EXERCISE DESCRIPTION
Your answer must be an exact transcription of every entry.
____________
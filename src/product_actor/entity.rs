//! ActorEntity trait implementation for the Product domain type.
//!
//! Products are created by catalog inserts, listed through [`ProductFilter`],
//! and afterwards change only through stock actions.

use super::actions::{ProductAction, ProductActionResult};
use super::error::ProductError;
use crate::framework::ActorEntity;
use crate::model::{Product, ProductCreate, ProductFilter, ProductId};
use async_trait::async_trait;
use std::convert::Infallible;

#[async_trait]
impl ActorEntity for Product {
    type Id = ProductId;
    type Create = ProductCreate;
    type Update = Infallible;
    type Action = ProductAction;
    type ActionResult = ProductActionResult;
    type Filter = ProductFilter;
    type Context = ();
    type Error = ProductError;

    fn from_create_params(id: ProductId, params: ProductCreate) -> Result<Self, Self::Error> {
        Ok(Self::new(id, params))
    }

    /// Id 0 is treated as unset and takes the next id from the counter.
    fn requested_id(params: &ProductCreate) -> Option<ProductId> {
        params.id.filter(|id| id.0 != 0)
    }

    fn matches(&self, filter: &ProductFilter) -> bool {
        filter.accepts(self)
    }

    async fn on_update(&mut self, update: Infallible, _ctx: &()) -> Result<(), Self::Error> {
        match update {}
    }

    /// Handles custom actions for the Product entity.
    ///
    /// # Actions
    /// - `CheckStock`: Returns the current stock level
    /// - `AdjustStock`: Applies a signed delta, returning the new level
    async fn handle_action(
        &mut self,
        action: ProductAction,
        _ctx: &(),
    ) -> Result<ProductActionResult, Self::Error> {
        match action {
            ProductAction::CheckStock => Ok(ProductActionResult::CheckStock(self.stock)),
            ProductAction::AdjustStock(delta) => {
                let next = i64::from(self.stock) + delta;
                if next < 0 {
                    return Err(ProductError::InsufficientStock {
                        requested: delta.unsigned_abs(),
                        available: self.stock,
                    });
                }
                self.stock = u32::try_from(next).map_err(|_| ProductError::StockOutOfRange {
                    stock: self.stock,
                    delta,
                })?;
                Ok(ProductActionResult::AdjustStock(self.stock))
            }
        }
    }
}
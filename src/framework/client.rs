//! # Generic Client
//!
//! This module defines the generic client for communicating with actors.

use crate::framework::entity::ActorEntity;
use crate::framework::error::FrameworkError;
use crate::framework::message::ResourceRequest;
use crate::framework::page::{Page, PageRequest};
use tokio::sync::{mpsc, oneshot};

/// A type-safe client for interacting with a `ResourceActor`.
///
/// Holds only the mailbox sender, so cloning is cheap and clones can be
/// shared across tasks. Every method sends one request and awaits its single
/// response.
#[derive(Clone)]
pub struct ResourceClient<T: ActorEntity> {
    sender: mpsc::Sender<ResourceRequest<T>>,
}

impl<T: ActorEntity> ResourceClient<T> {
    pub fn new(sender: mpsc::Sender<ResourceRequest<T>>) -> Self {
        Self { sender }
    }

    pub async fn create(&self, params: T::Create) -> Result<T, FrameworkError> {
        let (respond_to, response) = oneshot::channel();
        self.sender
            .send(ResourceRequest::Create { params, respond_to })
            .await
            .map_err(|_| FrameworkError::ActorClosed)?;
        response.await.map_err(|_| FrameworkError::ActorDropped)?
    }

    pub async fn get(&self, id: T::Id) -> Result<Option<T>, FrameworkError> {
        let (respond_to, response) = oneshot::channel();
        self.sender
            .send(ResourceRequest::Get { id, respond_to })
            .await
            .map_err(|_| FrameworkError::ActorClosed)?;
        response.await.map_err(|_| FrameworkError::ActorDropped)?
    }

    pub async fn update(&self, id: T::Id, update: T::Update) -> Result<T, FrameworkError> {
        let (respond_to, response) = oneshot::channel();
        self.sender
            .send(ResourceRequest::Update {
                id,
                update,
                respond_to,
            })
            .await
            .map_err(|_| FrameworkError::ActorClosed)?;
        response.await.map_err(|_| FrameworkError::ActorDropped)?
    }

    pub async fn perform_action(
        &self,
        id: T::Id,
        action: T::Action,
    ) -> Result<T::ActionResult, FrameworkError> {
        let (respond_to, response) = oneshot::channel();
        self.sender
            .send(ResourceRequest::Action {
                id,
                action,
                respond_to,
            })
            .await
            .map_err(|_| FrameworkError::ActorClosed)?;
        response.await.map_err(|_| FrameworkError::ActorDropped)?
    }

    pub async fn query(
        &self,
        filter: T::Filter,
        page: PageRequest,
    ) -> Result<Page<T>, FrameworkError> {
        let (respond_to, response) = oneshot::channel();
        self.sender
            .send(ResourceRequest::Query {
                filter,
                page,
                respond_to,
            })
            .await
            .map_err(|_| FrameworkError::ActorClosed)?;
        response.await.map_err(|_| FrameworkError::ActorDropped)?
    }
}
____________
COMPLETED TASK
filename src/product_actor/entity.rs
//! ActorEntity trait implementation for the Product domain type.
//!
//! Products are created by catalog inserts, listed through [`ProductFilter`],
//! and afterwards change only through stock actions.

use super::actions::{ProductAction, ProductActionResult};
use super::error::ProductError;
use crate::framework::ActorEntity;
use crate::model::{Product, ProductCreate, ProductFilter, ProductId};
use async_trait::async_trait;
use std::convert::Infallible;

#[async_trait]
impl ActorEntity for Product {
    type Id = ProductId;
    type Create = ProductCreate;
    type Update = Infallible;
    type Action = ProductAction;
    type ActionResult = ProductActionResult;
    type Filter = ProductFilter;
    type Context = ();
    type Error = ProductError;

    fn from_create_params(id: ProductId, params: ProductCreate) -> Result<Self, Self::Error> {
        Ok(Self::new(id, params))
    }

    /// Id 0 is treated as unset and takes the next id from the counter.
    fn requested_id(params: &ProductCreate) -> Option<ProductId> {
        params.id.filter(|id| id.0 != 0)
    }

    fn matches(&self, filter: &ProductFilter) -> bool {
        filter.accepts(self)
    }

    async fn on_update(&mut self, update: Infallible, _ctx: &()) -> Result<(), Self::Error> {
        match update {}
    }

    /// Handles custom actions for the Product entity.
    ///
    /// # Actions
    /// - `CheckStock`: Returns the current stock level
    /// - `AdjustStock`: Applies a signed delta, returning the new level
    async fn handle_action(
        &mut self,
        action: ProductAction,
        _ctx: &(),
    ) -> Result<ProductActionResult, Self::Error> {
        match action {
            ProductAction::CheckStock => Ok(ProductActionResult::CheckStock(self.stock)),
            ProductAction::AdjustStock(delta) => {
                let next = i64::from(self.stock) + delta;
                if next < 0 {
                    return Err(ProductError::InsufficientStock {
                        requested: delta.unsigned_abs(),
                        available: self.stock,
                    });
                }
                self.stock = u32::try_from(next).map_err(|_| ProductError::StockOutOfRange {
                    stock: self.stock,
                    delta,
                })?;
                Ok(ProductActionResult::AdjustStock(self.stock))
            }
        }
    }
}
filename src/framework/client.rs
//! # Generic Client
//!
//! This module defines the generic client for communicating with actors.

use crate::framework::entity::ActorEntity;
use crate::framework::error::FrameworkError;
use crate::framework::message::ResourceRequest;
use crate::framework::page::{Page, PageRequest};
use tokio::sync::{mpsc, oneshot};

/// A type-safe client for interacting with a `ResourceActor`.
///
/// Holds only the mailbox sender, so cloning is cheap and clones can be
/// shared across tasks. Every method sends one request and awaits its single
/// response.
#[derive(Clone)]
pub struct ResourceClient<T: ActorEntity> {
    sender: mpsc::Sender<ResourceRequest<T>>,
}

impl<T: ActorEntity> ResourceClient<T> {
    pub fn new(sender: mpsc::Sender<ResourceRequest<T>>) -> Self {
        Self { sender }
    }

    pub async fn create(&self, params: T::Create) -> Result<T, FrameworkError> {
        let (respond_to, response) = oneshot::channel();
        self.sender
            .send(ResourceRequest::Create { params, respond_to })
            .await
            .map_err(|_| FrameworkError::ActorClosed)?;
        response.await.map_err(|_| FrameworkError::ActorDropped)?
    }

    pub async fn get(&self, id: T::Id) -> Result<Option<T>, FrameworkError> {
        let (respond_to, response) = oneshot::channel();
        self.sender
            .send(ResourceRequest::Get { id, respond_to })
            .await
            .map_err(|_| FrameworkError::ActorClosed)?;
        response.await.map_err(|_| FrameworkError::ActorDropped)?
    }

    pub async fn update(&self, id: T::Id, update: T::Update) -> Result<T, FrameworkError> {
        let (respond_to, response) = oneshot::channel();
        self.sender
            .send(ResourceRequest::Update {
                id,
                update,
                respond_to,
            })
            .await
            .map_err(|_| FrameworkError::ActorClosed)?;
        response.await.map_err(|_| FrameworkError::ActorDropped)?
    }

    pub async fn perform_action(
        &self,
        id: T::Id,
        action: T::Action,
    ) -> Result<T::ActionResult, FrameworkError> {
        let (respond_to, response) = oneshot::channel();
        self.sender
            .send(ResourceRequest::Action {
                id,
                action,
                respond_to,
            })
            .await
            .map_err(|_| FrameworkError::ActorClosed)?;
        response.await.map_err(|_| FrameworkError::ActorDropped)?
    }

    pub async fn query(
        &self,
        filter: T::Filter,
        page: PageRequest,
    ) -> Result<Page<T>, FrameworkError> {
        let (respond_to, response) = oneshot::channel();
        self.sender
            .send(ResourceRequest::Query {
                filter,
                page,
                respond_to,
            })
            .await
            .map_err(|_| FrameworkError::ActorClosed)?;
        response.await.map_err(|_| FrameworkError::ActorDropped)?
    }
}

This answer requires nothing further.